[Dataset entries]

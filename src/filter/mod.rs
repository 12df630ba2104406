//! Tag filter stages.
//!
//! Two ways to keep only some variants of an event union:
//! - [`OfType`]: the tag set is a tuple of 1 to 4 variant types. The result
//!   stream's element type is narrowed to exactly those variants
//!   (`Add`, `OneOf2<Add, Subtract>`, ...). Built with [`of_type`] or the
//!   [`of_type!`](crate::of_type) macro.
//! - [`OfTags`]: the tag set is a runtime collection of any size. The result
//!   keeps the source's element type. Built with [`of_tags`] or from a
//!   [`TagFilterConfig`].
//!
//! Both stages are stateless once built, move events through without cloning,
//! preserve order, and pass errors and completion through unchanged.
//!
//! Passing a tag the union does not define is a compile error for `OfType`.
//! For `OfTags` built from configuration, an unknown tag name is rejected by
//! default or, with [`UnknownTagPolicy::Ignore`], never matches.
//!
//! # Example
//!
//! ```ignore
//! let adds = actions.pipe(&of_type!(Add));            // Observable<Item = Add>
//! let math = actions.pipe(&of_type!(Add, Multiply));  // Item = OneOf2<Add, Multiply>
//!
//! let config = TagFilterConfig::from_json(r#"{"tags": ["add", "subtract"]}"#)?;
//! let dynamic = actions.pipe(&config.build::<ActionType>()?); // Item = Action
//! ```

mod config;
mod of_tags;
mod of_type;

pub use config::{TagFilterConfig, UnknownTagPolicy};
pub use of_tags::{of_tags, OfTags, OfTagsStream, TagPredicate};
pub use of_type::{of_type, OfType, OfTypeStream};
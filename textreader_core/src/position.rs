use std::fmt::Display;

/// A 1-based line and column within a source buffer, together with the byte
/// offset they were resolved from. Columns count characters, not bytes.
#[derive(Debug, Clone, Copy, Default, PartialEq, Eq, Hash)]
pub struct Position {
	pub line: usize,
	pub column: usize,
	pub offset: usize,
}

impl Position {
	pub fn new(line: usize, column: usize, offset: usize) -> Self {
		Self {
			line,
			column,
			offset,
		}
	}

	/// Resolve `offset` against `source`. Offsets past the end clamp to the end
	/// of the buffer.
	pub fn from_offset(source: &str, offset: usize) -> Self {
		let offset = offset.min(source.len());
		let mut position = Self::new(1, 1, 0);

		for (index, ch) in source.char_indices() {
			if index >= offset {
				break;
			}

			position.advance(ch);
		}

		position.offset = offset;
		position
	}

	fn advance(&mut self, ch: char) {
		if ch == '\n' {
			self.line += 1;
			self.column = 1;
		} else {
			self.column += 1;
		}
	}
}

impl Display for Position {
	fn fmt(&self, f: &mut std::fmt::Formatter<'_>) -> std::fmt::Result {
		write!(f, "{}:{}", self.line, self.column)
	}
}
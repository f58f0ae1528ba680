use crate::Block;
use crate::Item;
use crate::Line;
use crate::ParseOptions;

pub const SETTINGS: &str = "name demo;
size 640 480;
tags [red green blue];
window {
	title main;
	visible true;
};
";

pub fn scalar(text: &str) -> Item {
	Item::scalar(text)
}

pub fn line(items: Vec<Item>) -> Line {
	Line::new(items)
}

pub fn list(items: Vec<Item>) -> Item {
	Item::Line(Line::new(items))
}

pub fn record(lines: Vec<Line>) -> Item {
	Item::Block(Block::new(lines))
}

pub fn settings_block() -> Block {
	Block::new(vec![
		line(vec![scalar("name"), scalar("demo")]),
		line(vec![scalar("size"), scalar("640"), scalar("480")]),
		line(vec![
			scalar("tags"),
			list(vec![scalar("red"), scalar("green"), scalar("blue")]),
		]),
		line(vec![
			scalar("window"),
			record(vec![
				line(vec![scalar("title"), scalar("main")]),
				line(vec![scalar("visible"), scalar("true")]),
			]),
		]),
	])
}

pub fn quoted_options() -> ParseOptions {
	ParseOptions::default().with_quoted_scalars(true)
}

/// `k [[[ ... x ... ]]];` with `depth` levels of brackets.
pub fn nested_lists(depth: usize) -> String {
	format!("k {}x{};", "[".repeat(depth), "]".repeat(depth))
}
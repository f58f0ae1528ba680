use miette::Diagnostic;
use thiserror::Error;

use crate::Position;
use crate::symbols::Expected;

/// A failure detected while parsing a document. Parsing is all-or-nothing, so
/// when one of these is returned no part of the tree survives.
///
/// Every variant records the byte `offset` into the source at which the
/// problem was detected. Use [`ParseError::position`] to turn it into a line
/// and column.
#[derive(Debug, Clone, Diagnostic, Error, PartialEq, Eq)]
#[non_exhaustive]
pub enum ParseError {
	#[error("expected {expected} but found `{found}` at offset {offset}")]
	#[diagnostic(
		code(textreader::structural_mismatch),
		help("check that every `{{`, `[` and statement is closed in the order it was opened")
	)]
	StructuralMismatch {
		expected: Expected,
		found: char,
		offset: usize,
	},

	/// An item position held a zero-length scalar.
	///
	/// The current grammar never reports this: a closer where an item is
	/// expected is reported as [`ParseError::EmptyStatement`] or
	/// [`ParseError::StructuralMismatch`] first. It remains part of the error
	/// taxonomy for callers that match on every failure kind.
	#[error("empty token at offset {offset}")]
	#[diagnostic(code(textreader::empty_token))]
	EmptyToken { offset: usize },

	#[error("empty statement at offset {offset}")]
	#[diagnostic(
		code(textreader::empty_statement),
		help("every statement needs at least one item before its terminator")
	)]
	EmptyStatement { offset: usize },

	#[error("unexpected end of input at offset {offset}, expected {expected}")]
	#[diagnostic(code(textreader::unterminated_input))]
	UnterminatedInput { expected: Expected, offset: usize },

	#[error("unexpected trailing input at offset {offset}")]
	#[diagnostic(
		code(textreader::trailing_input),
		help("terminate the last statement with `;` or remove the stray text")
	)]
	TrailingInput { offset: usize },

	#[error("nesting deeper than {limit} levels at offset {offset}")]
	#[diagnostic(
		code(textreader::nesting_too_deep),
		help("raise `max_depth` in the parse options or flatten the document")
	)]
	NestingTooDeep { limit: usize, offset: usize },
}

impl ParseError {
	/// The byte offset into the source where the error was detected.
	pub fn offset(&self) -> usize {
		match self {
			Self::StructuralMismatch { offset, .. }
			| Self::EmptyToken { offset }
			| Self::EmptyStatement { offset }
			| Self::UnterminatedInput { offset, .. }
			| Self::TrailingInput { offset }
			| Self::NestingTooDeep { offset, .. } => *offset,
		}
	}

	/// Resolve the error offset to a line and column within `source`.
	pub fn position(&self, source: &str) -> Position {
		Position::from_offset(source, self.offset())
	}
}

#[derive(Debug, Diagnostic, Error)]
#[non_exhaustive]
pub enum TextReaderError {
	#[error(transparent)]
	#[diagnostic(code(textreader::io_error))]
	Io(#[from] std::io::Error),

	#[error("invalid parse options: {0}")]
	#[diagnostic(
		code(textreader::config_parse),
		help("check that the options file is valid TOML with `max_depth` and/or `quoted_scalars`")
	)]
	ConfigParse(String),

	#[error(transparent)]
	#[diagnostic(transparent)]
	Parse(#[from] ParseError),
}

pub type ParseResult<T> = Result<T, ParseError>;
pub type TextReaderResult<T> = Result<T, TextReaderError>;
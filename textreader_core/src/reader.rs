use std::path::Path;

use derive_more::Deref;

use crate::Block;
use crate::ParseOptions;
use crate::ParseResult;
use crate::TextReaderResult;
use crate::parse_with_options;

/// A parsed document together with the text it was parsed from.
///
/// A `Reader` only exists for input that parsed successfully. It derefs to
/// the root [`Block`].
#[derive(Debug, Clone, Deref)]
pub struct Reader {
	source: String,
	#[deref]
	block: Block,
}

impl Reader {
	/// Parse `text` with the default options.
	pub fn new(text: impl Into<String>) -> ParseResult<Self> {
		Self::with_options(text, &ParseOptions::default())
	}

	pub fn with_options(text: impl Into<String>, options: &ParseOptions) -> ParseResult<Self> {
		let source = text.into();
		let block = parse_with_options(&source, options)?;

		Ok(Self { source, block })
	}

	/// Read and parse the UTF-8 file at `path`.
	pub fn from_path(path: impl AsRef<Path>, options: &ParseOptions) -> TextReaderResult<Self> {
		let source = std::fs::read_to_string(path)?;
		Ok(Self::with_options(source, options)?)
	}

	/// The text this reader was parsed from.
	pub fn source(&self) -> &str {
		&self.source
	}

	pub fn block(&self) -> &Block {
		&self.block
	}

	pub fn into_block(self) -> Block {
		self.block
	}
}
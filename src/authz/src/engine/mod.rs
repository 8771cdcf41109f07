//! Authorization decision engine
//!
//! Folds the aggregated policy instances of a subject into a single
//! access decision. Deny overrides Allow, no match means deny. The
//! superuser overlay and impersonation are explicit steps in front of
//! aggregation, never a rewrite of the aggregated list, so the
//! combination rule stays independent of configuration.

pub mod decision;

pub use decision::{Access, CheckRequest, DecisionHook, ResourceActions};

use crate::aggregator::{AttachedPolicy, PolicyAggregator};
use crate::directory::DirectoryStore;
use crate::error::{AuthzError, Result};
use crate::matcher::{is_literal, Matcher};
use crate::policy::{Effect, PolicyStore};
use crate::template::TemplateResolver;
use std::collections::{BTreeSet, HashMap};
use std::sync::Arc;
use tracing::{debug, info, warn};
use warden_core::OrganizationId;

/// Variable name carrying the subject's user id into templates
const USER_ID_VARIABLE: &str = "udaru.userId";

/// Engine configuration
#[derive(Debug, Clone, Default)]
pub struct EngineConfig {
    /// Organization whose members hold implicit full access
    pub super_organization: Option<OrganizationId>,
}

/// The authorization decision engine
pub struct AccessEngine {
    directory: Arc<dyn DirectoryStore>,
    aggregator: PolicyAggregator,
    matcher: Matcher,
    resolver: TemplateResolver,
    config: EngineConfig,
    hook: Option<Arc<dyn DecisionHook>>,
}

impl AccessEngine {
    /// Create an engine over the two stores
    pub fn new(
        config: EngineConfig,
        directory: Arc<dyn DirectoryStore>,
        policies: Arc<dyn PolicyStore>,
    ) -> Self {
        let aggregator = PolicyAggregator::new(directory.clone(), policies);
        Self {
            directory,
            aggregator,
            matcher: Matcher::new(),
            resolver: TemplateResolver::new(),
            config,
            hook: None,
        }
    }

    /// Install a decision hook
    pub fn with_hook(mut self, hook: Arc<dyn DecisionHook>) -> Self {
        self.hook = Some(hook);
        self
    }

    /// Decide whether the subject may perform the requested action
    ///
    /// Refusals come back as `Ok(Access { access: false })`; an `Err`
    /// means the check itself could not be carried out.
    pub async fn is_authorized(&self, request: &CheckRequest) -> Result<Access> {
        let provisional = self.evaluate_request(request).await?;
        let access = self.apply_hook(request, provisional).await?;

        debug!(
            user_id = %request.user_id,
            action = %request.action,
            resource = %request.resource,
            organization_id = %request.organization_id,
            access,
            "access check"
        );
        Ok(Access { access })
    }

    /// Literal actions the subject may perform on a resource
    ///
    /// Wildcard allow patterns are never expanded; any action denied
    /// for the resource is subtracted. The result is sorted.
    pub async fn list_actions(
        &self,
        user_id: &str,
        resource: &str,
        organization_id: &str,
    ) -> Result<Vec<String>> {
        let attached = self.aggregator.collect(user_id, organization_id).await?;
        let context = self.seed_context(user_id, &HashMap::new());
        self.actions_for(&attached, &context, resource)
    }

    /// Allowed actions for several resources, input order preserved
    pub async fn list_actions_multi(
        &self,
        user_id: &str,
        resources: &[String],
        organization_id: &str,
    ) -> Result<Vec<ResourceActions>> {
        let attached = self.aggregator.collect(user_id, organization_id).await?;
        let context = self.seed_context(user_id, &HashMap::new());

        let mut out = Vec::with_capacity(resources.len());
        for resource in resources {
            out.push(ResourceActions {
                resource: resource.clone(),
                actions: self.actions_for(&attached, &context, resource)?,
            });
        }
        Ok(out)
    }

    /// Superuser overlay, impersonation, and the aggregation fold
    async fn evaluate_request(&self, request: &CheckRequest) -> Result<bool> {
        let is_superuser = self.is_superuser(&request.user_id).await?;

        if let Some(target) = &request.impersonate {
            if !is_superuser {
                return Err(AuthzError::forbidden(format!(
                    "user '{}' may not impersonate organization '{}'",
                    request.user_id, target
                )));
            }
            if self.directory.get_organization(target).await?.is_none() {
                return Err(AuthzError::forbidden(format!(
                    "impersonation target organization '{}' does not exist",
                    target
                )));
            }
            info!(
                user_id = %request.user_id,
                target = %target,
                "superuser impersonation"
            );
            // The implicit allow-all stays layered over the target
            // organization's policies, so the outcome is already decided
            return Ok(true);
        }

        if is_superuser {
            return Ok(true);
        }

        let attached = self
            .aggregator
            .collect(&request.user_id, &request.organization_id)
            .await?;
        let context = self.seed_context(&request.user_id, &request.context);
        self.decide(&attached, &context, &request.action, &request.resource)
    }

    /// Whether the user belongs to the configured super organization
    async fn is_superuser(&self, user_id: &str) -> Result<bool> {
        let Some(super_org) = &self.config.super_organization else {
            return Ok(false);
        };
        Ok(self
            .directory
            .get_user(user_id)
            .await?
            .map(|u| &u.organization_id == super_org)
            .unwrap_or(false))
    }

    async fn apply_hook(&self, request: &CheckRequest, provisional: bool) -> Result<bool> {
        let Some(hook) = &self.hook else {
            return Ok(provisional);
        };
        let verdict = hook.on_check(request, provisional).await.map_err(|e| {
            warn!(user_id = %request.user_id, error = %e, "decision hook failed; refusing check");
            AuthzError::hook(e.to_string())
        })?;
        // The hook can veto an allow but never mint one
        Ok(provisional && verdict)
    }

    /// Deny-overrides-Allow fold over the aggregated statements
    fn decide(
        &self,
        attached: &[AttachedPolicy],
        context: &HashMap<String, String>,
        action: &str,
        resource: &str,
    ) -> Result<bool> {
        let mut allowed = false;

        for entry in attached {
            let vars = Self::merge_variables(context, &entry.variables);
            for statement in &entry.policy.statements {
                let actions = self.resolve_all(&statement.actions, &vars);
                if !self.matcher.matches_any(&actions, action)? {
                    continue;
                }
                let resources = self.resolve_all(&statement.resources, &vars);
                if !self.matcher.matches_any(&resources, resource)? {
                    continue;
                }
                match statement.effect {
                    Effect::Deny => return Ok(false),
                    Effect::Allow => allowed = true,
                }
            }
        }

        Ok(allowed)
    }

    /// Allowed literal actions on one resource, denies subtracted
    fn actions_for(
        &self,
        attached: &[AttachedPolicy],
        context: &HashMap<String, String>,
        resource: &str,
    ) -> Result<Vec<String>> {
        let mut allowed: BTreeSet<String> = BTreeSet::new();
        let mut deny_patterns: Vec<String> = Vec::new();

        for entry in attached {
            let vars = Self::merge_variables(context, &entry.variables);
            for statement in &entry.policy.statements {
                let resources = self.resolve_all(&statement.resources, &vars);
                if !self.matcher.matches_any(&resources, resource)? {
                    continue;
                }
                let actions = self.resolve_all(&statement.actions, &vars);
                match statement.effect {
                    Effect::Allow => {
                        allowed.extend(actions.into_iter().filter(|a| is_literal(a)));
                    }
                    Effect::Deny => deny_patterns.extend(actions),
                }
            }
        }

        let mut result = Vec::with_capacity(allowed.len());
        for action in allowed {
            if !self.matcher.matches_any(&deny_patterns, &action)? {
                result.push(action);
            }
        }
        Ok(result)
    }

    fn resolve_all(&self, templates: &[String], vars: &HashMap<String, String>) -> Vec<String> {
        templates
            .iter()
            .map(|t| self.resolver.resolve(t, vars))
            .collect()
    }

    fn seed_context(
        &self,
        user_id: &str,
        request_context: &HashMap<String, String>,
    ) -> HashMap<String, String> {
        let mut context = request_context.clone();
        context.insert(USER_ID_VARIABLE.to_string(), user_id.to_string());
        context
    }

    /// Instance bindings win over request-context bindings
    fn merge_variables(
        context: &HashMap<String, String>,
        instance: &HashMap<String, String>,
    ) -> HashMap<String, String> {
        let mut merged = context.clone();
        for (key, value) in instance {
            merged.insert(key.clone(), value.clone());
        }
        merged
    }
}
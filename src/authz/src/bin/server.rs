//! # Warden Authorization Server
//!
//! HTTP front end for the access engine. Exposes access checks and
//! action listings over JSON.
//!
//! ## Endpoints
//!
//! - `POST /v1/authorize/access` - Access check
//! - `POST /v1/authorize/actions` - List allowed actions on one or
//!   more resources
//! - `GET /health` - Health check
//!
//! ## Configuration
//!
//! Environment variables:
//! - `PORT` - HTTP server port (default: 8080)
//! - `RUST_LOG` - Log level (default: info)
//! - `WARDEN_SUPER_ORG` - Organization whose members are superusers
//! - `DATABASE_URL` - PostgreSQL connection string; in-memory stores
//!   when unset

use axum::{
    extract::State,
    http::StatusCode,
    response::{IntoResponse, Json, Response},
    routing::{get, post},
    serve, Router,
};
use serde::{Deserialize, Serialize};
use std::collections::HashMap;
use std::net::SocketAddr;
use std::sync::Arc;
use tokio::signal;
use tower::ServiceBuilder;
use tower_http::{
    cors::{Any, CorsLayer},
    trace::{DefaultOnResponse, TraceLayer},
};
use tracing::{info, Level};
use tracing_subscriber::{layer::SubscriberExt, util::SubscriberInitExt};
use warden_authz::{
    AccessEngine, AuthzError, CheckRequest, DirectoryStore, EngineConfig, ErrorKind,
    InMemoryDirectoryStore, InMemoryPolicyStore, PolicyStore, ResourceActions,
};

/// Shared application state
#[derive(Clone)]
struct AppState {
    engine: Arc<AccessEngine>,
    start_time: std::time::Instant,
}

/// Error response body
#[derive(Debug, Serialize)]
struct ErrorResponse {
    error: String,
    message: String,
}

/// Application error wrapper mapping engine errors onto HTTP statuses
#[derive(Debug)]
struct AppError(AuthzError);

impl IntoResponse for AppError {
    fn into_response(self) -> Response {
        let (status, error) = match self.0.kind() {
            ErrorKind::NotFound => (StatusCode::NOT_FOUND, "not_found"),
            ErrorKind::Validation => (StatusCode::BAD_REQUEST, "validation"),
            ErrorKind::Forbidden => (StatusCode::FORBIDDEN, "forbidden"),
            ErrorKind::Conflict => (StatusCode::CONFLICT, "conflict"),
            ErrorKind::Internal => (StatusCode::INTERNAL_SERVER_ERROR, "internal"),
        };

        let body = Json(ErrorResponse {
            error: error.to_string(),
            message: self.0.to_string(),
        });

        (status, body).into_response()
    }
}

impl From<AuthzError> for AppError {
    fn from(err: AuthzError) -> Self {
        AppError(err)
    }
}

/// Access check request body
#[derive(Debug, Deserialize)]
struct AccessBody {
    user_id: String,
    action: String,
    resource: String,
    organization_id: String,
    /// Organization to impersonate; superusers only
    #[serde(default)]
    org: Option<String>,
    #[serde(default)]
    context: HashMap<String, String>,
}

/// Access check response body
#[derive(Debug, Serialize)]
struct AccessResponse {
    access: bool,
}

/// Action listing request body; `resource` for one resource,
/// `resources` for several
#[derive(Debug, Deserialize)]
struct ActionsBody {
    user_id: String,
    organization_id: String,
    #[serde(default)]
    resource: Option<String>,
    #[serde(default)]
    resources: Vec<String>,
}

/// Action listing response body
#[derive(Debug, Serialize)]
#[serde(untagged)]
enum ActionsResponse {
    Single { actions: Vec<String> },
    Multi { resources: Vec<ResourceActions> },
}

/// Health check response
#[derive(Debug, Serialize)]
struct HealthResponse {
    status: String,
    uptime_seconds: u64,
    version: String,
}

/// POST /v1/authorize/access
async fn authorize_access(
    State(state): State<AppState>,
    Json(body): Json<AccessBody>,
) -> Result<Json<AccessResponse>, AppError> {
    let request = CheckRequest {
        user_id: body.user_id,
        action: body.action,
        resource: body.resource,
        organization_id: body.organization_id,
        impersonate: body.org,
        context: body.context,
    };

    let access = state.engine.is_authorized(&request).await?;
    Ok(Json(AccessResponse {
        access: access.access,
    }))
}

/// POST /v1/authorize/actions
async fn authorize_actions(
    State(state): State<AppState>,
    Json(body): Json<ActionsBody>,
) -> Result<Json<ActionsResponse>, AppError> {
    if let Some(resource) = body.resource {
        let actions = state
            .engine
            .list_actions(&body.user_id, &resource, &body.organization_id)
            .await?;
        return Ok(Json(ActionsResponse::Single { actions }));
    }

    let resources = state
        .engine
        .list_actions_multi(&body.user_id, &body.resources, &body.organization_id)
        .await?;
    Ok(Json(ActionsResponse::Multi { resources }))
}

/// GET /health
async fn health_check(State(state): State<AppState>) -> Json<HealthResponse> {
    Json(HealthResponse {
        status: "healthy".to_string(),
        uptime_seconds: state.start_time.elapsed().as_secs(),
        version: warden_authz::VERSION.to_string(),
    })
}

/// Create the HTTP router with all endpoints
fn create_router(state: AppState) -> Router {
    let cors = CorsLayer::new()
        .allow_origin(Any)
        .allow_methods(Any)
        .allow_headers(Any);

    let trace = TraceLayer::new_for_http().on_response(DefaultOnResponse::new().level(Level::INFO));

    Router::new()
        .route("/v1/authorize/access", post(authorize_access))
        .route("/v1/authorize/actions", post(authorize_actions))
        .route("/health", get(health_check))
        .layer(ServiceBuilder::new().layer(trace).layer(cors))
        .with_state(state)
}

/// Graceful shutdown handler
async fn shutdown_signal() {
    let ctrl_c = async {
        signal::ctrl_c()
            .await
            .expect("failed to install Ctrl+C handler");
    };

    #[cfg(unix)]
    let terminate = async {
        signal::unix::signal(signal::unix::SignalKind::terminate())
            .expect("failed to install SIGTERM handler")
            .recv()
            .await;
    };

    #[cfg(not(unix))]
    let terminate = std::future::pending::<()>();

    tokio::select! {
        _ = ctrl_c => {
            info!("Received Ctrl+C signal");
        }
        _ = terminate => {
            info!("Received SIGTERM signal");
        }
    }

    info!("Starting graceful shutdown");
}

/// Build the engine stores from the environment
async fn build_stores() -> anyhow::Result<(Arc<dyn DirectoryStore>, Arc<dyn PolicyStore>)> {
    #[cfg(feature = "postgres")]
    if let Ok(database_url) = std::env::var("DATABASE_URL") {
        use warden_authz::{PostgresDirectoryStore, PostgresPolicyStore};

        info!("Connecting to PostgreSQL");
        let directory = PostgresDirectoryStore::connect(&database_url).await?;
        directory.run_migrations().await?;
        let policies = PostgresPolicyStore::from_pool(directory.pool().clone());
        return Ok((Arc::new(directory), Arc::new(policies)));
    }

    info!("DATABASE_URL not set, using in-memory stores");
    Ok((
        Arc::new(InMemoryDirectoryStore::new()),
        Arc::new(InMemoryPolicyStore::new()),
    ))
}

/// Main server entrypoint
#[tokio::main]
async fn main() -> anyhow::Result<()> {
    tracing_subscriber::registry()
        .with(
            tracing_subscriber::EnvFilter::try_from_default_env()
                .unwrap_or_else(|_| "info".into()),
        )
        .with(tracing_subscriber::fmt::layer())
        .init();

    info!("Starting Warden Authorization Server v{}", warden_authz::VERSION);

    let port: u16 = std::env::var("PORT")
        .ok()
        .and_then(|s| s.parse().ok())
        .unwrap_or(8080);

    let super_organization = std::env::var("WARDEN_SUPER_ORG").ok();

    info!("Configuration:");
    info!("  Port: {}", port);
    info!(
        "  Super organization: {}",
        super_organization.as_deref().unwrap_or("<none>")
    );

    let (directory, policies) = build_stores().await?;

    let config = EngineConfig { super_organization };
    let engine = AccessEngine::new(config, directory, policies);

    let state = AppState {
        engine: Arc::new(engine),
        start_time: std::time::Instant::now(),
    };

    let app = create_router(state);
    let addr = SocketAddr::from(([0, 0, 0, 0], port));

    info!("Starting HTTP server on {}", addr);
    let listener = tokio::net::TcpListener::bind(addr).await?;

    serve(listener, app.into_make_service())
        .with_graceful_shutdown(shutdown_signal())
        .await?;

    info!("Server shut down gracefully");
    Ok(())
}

What to work on:
Go through the data and copy every line that includes "TraceLayer".

Response area:
    trace::{DefaultOnResponse, TraceLayer},
    let trace = TraceLayer::new_for_http().on_response(DefaultOnResponse::new().level(Level::INFO));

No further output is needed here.